======== EXERCISE DATA

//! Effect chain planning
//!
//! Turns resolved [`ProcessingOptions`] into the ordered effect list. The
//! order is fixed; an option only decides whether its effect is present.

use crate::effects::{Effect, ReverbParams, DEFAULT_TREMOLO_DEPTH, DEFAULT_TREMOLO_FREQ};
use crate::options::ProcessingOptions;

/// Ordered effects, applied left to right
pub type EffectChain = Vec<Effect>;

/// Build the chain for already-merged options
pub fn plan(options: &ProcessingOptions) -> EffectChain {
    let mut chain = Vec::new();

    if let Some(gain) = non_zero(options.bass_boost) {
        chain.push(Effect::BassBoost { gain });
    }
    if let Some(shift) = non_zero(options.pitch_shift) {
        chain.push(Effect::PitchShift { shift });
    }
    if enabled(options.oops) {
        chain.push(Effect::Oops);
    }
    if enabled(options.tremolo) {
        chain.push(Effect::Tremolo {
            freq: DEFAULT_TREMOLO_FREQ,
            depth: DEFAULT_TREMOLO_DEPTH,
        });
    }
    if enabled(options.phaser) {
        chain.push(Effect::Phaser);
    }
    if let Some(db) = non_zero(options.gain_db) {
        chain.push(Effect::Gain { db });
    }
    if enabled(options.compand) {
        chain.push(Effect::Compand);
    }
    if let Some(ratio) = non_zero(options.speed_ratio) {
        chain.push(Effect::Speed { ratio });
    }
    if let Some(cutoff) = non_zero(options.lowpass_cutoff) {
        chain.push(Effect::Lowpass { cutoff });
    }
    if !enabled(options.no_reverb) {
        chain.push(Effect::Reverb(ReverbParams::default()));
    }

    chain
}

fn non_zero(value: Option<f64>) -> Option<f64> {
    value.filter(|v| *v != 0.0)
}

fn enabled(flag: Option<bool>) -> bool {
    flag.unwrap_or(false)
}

================
======== EXERCISE DATA

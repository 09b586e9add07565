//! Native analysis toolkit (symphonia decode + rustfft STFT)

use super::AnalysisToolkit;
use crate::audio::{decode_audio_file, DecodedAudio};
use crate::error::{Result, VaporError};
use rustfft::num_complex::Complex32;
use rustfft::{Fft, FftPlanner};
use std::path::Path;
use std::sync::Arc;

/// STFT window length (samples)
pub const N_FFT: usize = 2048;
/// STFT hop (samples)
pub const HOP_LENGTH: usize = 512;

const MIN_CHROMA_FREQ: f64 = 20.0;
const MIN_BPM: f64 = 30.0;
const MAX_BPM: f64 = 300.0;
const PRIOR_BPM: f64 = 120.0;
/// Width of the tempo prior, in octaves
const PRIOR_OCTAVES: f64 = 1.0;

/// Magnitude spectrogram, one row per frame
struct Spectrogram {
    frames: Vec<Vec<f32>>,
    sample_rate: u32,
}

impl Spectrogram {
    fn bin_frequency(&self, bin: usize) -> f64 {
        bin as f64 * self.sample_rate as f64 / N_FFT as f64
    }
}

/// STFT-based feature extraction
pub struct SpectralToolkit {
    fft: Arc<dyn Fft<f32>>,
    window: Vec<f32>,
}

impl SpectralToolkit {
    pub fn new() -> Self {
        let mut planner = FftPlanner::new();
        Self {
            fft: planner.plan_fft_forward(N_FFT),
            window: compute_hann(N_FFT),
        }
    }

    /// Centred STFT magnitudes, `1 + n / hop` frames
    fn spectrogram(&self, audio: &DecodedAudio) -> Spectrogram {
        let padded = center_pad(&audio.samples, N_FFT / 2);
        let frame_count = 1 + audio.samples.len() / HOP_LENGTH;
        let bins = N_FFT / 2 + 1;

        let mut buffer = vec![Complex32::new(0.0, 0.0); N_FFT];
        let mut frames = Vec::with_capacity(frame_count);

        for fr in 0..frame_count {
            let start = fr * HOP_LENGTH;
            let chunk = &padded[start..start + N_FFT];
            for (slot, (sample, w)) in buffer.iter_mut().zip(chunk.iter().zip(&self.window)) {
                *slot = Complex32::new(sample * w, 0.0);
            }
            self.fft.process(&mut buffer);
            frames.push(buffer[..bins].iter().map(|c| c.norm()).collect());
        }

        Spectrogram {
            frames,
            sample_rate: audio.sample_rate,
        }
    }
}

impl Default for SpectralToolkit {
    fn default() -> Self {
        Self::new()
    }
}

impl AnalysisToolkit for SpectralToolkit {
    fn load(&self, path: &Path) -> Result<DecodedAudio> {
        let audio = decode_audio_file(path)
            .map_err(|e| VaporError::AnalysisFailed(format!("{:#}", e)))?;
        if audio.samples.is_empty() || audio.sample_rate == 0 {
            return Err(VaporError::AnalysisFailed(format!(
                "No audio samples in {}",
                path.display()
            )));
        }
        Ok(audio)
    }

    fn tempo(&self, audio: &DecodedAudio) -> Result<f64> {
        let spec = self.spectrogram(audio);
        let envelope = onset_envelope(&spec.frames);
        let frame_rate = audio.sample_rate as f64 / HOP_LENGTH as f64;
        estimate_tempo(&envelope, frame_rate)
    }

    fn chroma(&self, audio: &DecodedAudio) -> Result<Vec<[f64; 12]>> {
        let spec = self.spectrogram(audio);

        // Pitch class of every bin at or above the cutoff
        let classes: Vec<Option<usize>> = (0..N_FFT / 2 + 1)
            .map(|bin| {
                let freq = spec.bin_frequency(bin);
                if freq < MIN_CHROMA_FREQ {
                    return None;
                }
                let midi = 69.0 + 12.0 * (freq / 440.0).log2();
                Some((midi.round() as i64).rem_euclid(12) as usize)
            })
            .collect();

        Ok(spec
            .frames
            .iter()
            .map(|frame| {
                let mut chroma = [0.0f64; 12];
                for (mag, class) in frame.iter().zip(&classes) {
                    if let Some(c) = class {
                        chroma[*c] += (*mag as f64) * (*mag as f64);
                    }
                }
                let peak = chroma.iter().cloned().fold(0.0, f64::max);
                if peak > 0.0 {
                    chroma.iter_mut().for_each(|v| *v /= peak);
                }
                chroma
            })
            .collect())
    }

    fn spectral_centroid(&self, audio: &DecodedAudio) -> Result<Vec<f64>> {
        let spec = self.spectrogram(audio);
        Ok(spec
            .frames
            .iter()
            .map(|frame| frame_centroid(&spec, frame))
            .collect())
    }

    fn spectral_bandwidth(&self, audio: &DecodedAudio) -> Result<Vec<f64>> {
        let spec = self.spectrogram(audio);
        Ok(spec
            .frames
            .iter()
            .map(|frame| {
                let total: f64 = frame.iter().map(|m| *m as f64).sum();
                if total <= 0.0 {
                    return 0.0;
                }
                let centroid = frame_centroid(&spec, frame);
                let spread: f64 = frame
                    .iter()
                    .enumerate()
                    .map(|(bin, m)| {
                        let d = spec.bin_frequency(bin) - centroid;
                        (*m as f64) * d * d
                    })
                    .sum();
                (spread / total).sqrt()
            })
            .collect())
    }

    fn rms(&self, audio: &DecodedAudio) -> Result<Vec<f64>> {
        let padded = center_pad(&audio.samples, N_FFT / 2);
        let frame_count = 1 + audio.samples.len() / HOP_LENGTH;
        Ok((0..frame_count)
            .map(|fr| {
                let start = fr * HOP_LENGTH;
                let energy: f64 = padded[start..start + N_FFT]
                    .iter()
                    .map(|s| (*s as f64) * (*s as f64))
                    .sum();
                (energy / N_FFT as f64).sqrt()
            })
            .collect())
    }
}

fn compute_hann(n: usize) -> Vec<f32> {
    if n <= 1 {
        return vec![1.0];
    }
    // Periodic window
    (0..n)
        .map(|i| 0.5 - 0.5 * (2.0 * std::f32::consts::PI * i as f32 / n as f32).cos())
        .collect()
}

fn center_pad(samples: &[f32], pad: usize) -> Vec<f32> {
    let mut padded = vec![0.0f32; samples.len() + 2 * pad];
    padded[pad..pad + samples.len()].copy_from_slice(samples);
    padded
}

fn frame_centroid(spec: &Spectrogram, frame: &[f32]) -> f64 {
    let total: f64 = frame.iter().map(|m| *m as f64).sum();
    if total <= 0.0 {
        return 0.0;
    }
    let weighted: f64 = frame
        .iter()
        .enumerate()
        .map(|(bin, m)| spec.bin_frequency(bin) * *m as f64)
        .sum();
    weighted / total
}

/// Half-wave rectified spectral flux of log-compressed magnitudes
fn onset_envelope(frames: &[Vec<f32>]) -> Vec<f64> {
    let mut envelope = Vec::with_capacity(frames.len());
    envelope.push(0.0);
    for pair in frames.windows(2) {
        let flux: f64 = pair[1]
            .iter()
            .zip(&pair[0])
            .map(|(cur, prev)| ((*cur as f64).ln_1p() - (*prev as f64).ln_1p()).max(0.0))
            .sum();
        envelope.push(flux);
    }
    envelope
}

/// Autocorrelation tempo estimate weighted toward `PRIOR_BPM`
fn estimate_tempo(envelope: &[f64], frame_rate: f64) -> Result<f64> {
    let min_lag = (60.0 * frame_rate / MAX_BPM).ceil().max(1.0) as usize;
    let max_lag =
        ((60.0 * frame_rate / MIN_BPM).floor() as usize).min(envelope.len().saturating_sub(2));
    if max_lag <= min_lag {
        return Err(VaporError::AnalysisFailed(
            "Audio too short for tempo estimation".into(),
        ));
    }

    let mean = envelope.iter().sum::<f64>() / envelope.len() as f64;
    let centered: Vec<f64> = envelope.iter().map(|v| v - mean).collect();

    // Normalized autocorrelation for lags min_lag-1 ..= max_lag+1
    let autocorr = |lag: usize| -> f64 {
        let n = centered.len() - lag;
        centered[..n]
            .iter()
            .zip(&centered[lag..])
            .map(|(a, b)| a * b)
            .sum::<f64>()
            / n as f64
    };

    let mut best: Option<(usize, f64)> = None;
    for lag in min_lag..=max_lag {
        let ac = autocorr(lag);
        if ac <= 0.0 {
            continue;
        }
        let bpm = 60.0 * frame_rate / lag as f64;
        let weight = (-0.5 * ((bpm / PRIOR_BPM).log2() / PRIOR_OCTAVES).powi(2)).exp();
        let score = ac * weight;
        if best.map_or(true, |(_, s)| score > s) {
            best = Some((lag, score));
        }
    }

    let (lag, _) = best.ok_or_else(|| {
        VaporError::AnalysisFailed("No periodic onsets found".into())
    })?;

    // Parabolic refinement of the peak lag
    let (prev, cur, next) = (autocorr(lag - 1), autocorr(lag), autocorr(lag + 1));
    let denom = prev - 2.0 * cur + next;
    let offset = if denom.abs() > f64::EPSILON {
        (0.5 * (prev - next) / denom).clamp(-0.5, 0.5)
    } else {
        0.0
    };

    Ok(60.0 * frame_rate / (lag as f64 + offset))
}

================
======== EXERCISE DATA

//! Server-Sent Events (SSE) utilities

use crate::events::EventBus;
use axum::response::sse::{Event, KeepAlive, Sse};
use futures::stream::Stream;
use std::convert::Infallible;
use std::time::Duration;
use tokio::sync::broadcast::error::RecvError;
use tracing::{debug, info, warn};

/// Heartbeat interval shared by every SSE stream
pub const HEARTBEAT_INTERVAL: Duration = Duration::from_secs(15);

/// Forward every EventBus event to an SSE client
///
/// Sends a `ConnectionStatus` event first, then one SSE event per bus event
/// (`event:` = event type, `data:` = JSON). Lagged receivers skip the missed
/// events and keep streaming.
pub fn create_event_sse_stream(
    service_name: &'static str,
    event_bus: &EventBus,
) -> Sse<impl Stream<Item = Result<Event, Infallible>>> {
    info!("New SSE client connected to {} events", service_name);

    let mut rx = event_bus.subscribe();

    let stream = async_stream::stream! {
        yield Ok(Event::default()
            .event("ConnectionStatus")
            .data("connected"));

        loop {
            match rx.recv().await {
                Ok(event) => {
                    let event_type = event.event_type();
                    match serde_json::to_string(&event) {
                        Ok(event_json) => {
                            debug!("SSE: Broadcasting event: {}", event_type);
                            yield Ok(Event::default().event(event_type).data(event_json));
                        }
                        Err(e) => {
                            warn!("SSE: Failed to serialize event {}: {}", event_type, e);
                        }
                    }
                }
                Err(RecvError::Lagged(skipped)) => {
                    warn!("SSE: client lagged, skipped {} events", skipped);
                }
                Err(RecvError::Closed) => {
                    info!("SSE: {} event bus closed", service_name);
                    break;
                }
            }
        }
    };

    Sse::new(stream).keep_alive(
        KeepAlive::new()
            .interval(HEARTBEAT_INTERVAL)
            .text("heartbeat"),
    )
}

================

Where a line of the entries above holds the word "centered", return that line.

    let centered: Vec<f64> = envelope.iter().map(|v| v - mean).collect();
        let n = centered.len() - lag;
        centered[..n]
            .zip(&centered[lag..])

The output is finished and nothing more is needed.